PROVIDED RECORDS »
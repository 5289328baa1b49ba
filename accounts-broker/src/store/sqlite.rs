//! SQLite-based storage implementation

use std::sync::{Mutex, MutexGuard};

use chrono::{DateTime, Utc};
use rusqlite::types::Type;
use rusqlite::{params, Connection, ErrorCode, OptionalExtension, Row};

use super::{
    Account, AccountRepo, AccountStatus, AccountStore, ConfirmationId, ConfirmationRequest,
    Purpose, StoreResult,
};
use crate::error::BrokerError;

/// Current schema version
const SCHEMA_VERSION: i32 = 1;

const ACCOUNT_COLUMNS: &str = "id, name, surname, password_digest, must_reset_on_next_login, \
     status, password_updated_at, created_at, updated_at";

const CONFIRMATION_COLUMNS: &str = "id, account_id, purpose, redeemed, redeemed_at, created_at";

fn unavailable(e: rusqlite::Error) -> BrokerError {
    BrokerError::StoreUnavailable(e.to_string())
}

/// SQLite-based account store
pub struct SqliteStore {
    conn: Mutex<Connection>,
}

impl SqliteStore {
    /// Open or create a SQLite database at the given path
    pub fn open(path: &str) -> Result<Self, BrokerError> {
        let conn = Connection::open(path).map_err(unavailable)?;
        Self::with_connection(conn)
    }

    /// Open a private in-memory database
    pub fn open_in_memory() -> Result<Self, BrokerError> {
        let conn = Connection::open_in_memory().map_err(unavailable)?;
        Self::with_connection(conn)
    }

    fn with_connection(conn: Connection) -> Result<Self, BrokerError> {
        Self::migrate(&conn)?;
        Ok(Self {
            conn: Mutex::new(conn),
        })
    }

    fn lock(&self) -> StoreResult<MutexGuard<'_, Connection>> {
        self.conn
            .lock()
            .map_err(|_| BrokerError::StoreUnavailable("sqlite connection lock poisoned".into()))
    }

    /// Run database migrations
    fn migrate(conn: &Connection) -> Result<(), BrokerError> {
        let current_version = Self::get_schema_version(conn)?;

        if current_version < SCHEMA_VERSION {
            tracing::info!(
                current = current_version,
                target = SCHEMA_VERSION,
                "Running database migrations"
            );

            if current_version < 1 {
                Self::migrate_v1(conn)?;
            }

            conn.execute(
                "INSERT OR REPLACE INTO schema_version (version) VALUES (?1)",
                params![SCHEMA_VERSION],
            )
            .map_err(unavailable)?;

            tracing::info!("Database migrations complete");
        }

        Ok(())
    }

    /// Get current schema version (0 if no schema exists)
    fn get_schema_version(conn: &Connection) -> Result<i32, BrokerError> {
        let table_exists: bool = conn
            .query_row(
                "SELECT EXISTS(SELECT 1 FROM sqlite_master WHERE type='table' AND name='schema_version')",
                [],
                |row| row.get(0),
            )
            .map_err(unavailable)?;

        if !table_exists {
            return Ok(0);
        }

        conn.query_row("SELECT MAX(version) FROM schema_version", [], |row| {
            row.get::<_, Option<i32>>(0).map(|v| v.unwrap_or(0))
        })
        .map_err(unavailable)
    }

    /// Migration to version 1: initial schema
    fn migrate_v1(conn: &Connection) -> Result<(), BrokerError> {
        conn.execute_batch(
            r#"
            CREATE TABLE IF NOT EXISTS schema_version (
                version INTEGER PRIMARY KEY
            );

            CREATE TABLE IF NOT EXISTS accounts (
                id TEXT PRIMARY KEY,
                name TEXT NOT NULL,
                surname TEXT NOT NULL,
                password_digest TEXT NOT NULL,
                must_reset_on_next_login INTEGER NOT NULL DEFAULT 0,
                status TEXT NOT NULL,
                password_updated_at TEXT NOT NULL,
                created_at TEXT NOT NULL,
                updated_at TEXT NOT NULL
            );

            -- Confirmation requests outlive their account (audit trail)
            CREATE TABLE IF NOT EXISTS confirmations (
                id TEXT PRIMARY KEY,
                account_id TEXT NOT NULL,
                purpose TEXT NOT NULL,
                redeemed INTEGER NOT NULL DEFAULT 0,
                redeemed_at TEXT,
                created_at TEXT NOT NULL
            );
            CREATE INDEX IF NOT EXISTS idx_confirmations_account ON confirmations(account_id);
            "#,
        )
        .map_err(unavailable)?;

        Ok(())
    }
}

fn conversion_error(idx: usize, what: &str, value: &str) -> rusqlite::Error {
    rusqlite::Error::FromSqlConversionFailure(
        idx,
        Type::Text,
        format!("unknown {} '{}'", what, value).into(),
    )
}

fn account_from_row(row: &Row<'_>) -> rusqlite::Result<Account> {
    let status: String = row.get(5)?;
    Ok(Account {
        id: row.get(0)?,
        name: row.get(1)?,
        surname: row.get(2)?,
        password_digest: row.get(3)?,
        must_reset_on_next_login: row.get(4)?,
        status: AccountStatus::from_str(&status)
            .ok_or_else(|| conversion_error(5, "status", &status))?,
        password_updated_at: row.get::<_, DateTime<Utc>>(6)?,
        created_at: row.get::<_, DateTime<Utc>>(7)?,
        updated_at: row.get::<_, DateTime<Utc>>(8)?,
    })
}

fn confirmation_from_row(row: &Row<'_>) -> rusqlite::Result<ConfirmationRequest> {
    let id: String = row.get(0)?;
    let purpose: String = row.get(2)?;
    Ok(ConfirmationRequest {
        id: id
            .parse::<ConfirmationId>()
            .map_err(|_| conversion_error(0, "confirmation id", &id))?,
        account_id: row.get(1)?,
        purpose: Purpose::from_str(&purpose)
            .ok_or_else(|| conversion_error(2, "purpose", &purpose))?,
        redeemed: row.get(3)?,
        redeemed_at: row.get::<_, Option<DateTime<Utc>>>(4)?,
        created_at: row.get::<_, DateTime<Utc>>(5)?,
    })
}

/// Queries over one connection, or over an open transaction
struct SqliteRepo<'c> {
    conn: &'c Connection,
}

impl<'c> SqliteRepo<'c> {
    fn new(conn: &'c Connection) -> Self {
        Self { conn }
    }
}

impl AccountRepo for SqliteRepo<'_> {
    fn find_account(&self, id: &str) -> StoreResult<Option<Account>> {
        self.conn
            .query_row(
                &format!("SELECT {} FROM accounts WHERE id = ?1", ACCOUNT_COLUMNS),
                params![id],
                account_from_row,
            )
            .optional()
            .map_err(unavailable)
    }

    fn create_account(&self, account: &Account) -> StoreResult<()> {
        self.conn
            .execute(
                &format!(
                    "INSERT INTO accounts ({}) VALUES (?1, ?2, ?3, ?4, ?5, ?6, ?7, ?8, ?9)",
                    ACCOUNT_COLUMNS
                ),
                params![
                    account.id,
                    account.name,
                    account.surname,
                    account.password_digest,
                    account.must_reset_on_next_login,
                    account.status.as_str(),
                    account.password_updated_at,
                    account.created_at,
                    account.updated_at,
                ],
            )
            .map_err(|e| match e.sqlite_error_code() {
                Some(ErrorCode::ConstraintViolation) => BrokerError::AlreadyExists,
                _ => unavailable(e),
            })?;
        Ok(())
    }

    fn update_account(&self, account: &Account) -> StoreResult<()> {
        let rows = self
            .conn
            .execute(
                "UPDATE accounts SET name = ?2, surname = ?3, password_digest = ?4, \
                 must_reset_on_next_login = ?5, status = ?6, password_updated_at = ?7, \
                 updated_at = ?8 WHERE id = ?1",
                params![
                    account.id,
                    account.name,
                    account.surname,
                    account.password_digest,
                    account.must_reset_on_next_login,
                    account.status.as_str(),
                    account.password_updated_at,
                    account.updated_at,
                ],
            )
            .map_err(unavailable)?;

        if rows == 0 {
            return Err(BrokerError::NotFound);
        }
        Ok(())
    }

    fn delete_account(&self, id: &str) -> StoreResult<()> {
        let rows = self
            .conn
            .execute("DELETE FROM accounts WHERE id = ?1", params![id])
            .map_err(unavailable)?;

        if rows == 0 {
            return Err(BrokerError::NotFound);
        }
        Ok(())
    }

    fn find_confirmation(
        &self,
        id: &ConfirmationId,
        purpose: Purpose,
    ) -> StoreResult<Option<ConfirmationRequest>> {
        self.conn
            .query_row(
                &format!(
                    "SELECT {} FROM confirmations WHERE id = ?1 AND purpose = ?2",
                    CONFIRMATION_COLUMNS
                ),
                params![id.to_string(), purpose.as_str()],
                confirmation_from_row,
            )
            .optional()
            .map_err(unavailable)
    }

    fn create_confirmation(&self, request: &ConfirmationRequest) -> StoreResult<()> {
        self.conn
            .execute(
                &format!(
                    "INSERT INTO confirmations ({}) VALUES (?1, ?2, ?3, ?4, ?5, ?6)",
                    CONFIRMATION_COLUMNS
                ),
                params![
                    request.id.to_string(),
                    request.account_id,
                    request.purpose.as_str(),
                    request.redeemed,
                    request.redeemed_at,
                    request.created_at,
                ],
            )
            .map_err(|e| match e.sqlite_error_code() {
                Some(ErrorCode::ConstraintViolation) => BrokerError::AlreadyExists,
                _ => unavailable(e),
            })?;
        Ok(())
    }

    fn update_confirmation(&self, request: &ConfirmationRequest) -> StoreResult<()> {
        let rows = self
            .conn
            .execute(
                "UPDATE confirmations SET redeemed = ?2, redeemed_at = ?3 WHERE id = ?1",
                params![request.id.to_string(), request.redeemed, request.redeemed_at],
            )
            .map_err(unavailable)?;

        if rows == 0 {
            return Err(BrokerError::NotFound);
        }
        Ok(())
    }

    fn list_confirmations(&self, account_id: &str) -> StoreResult<Vec<ConfirmationRequest>> {
        let mut stmt = self
            .conn
            .prepare(&format!(
                "SELECT {} FROM confirmations WHERE account_id = ?1 ORDER BY created_at",
                CONFIRMATION_COLUMNS
            ))
            .map_err(unavailable)?;

        let rows = stmt
            .query_map(params![account_id], confirmation_from_row)
            .map_err(unavailable)?;

        rows.collect::<Result<Vec<_>, _>>().map_err(unavailable)
    }
}

impl AccountRepo for SqliteStore {
    fn find_account(&self, id: &str) -> StoreResult<Option<Account>> {
        let conn = self.lock()?;
        SqliteRepo::new(&conn).find_account(id)
    }

    fn create_account(&self, account: &Account) -> StoreResult<()> {
        let conn = self.lock()?;
        SqliteRepo::new(&conn).create_account(account)
    }

    fn update_account(&self, account: &Account) -> StoreResult<()> {
        let conn = self.lock()?;
        SqliteRepo::new(&conn).update_account(account)
    }

    fn delete_account(&self, id: &str) -> StoreResult<()> {
        let conn = self.lock()?;
        SqliteRepo::new(&conn).delete_account(id)
    }

    fn find_confirmation(
        &self,
        id: &ConfirmationId,
        purpose: Purpose,
    ) -> StoreResult<Option<ConfirmationRequest>> {
        let conn = self.lock()?;
        SqliteRepo::new(&conn).find_confirmation(id, purpose)
    }

    fn create_confirmation(&self, request: &ConfirmationRequest) -> StoreResult<()> {
        let conn = self.lock()?;
        SqliteRepo::new(&conn).create_confirmation(request)
    }

    fn update_confirmation(&self, request: &ConfirmationRequest) -> StoreResult<()> {
        let conn = self.lock()?;
        SqliteRepo::new(&conn).update_confirmation(request)
    }

    fn list_confirmations(&self, account_id: &str) -> StoreResult<Vec<ConfirmationRequest>> {
        let conn = self.lock()?;
        SqliteRepo::new(&conn).list_confirmations(account_id)
    }
}

impl AccountStore for SqliteStore {
    fn with_transaction<T, F>(&self, f: F) -> StoreResult<T>
    where
        F: FnOnce(&dyn AccountRepo) -> StoreResult<T>,
    {
        let mut conn = self.lock()?;
        let tx = conn.transaction().map_err(unavailable)?;

        // Dropping `tx` without commit rolls back
        let out = f(&SqliteRepo::new(&tx))?;
        tx.commit().map_err(unavailable)?;
        Ok(out)
    }
}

DESCRIPTION OF THE TASK »
Quote exactly the opening line of the material above and every line after it, up to and including the line that contains "const SCHEMA_VERSION: i32 = 1;".

RESULT OF THIS TASK »
repository 5289328baa1b49ba
filename accounts-broker/src/store/sqlite.rs
//! SQLite-based storage implementation

use std::sync::{Mutex, MutexGuard};

use chrono::{DateTime, Utc};
use rusqlite::types::Type;
use rusqlite::{params, Connection, ErrorCode, OptionalExtension, Row};

use super::{
    Account, AccountRepo, AccountStatus, AccountStore, ConfirmationId, ConfirmationRequest,
    Purpose, StoreResult,
};
use crate::error::BrokerError;

/// Current schema version
const SCHEMA_VERSION: i32 = 1;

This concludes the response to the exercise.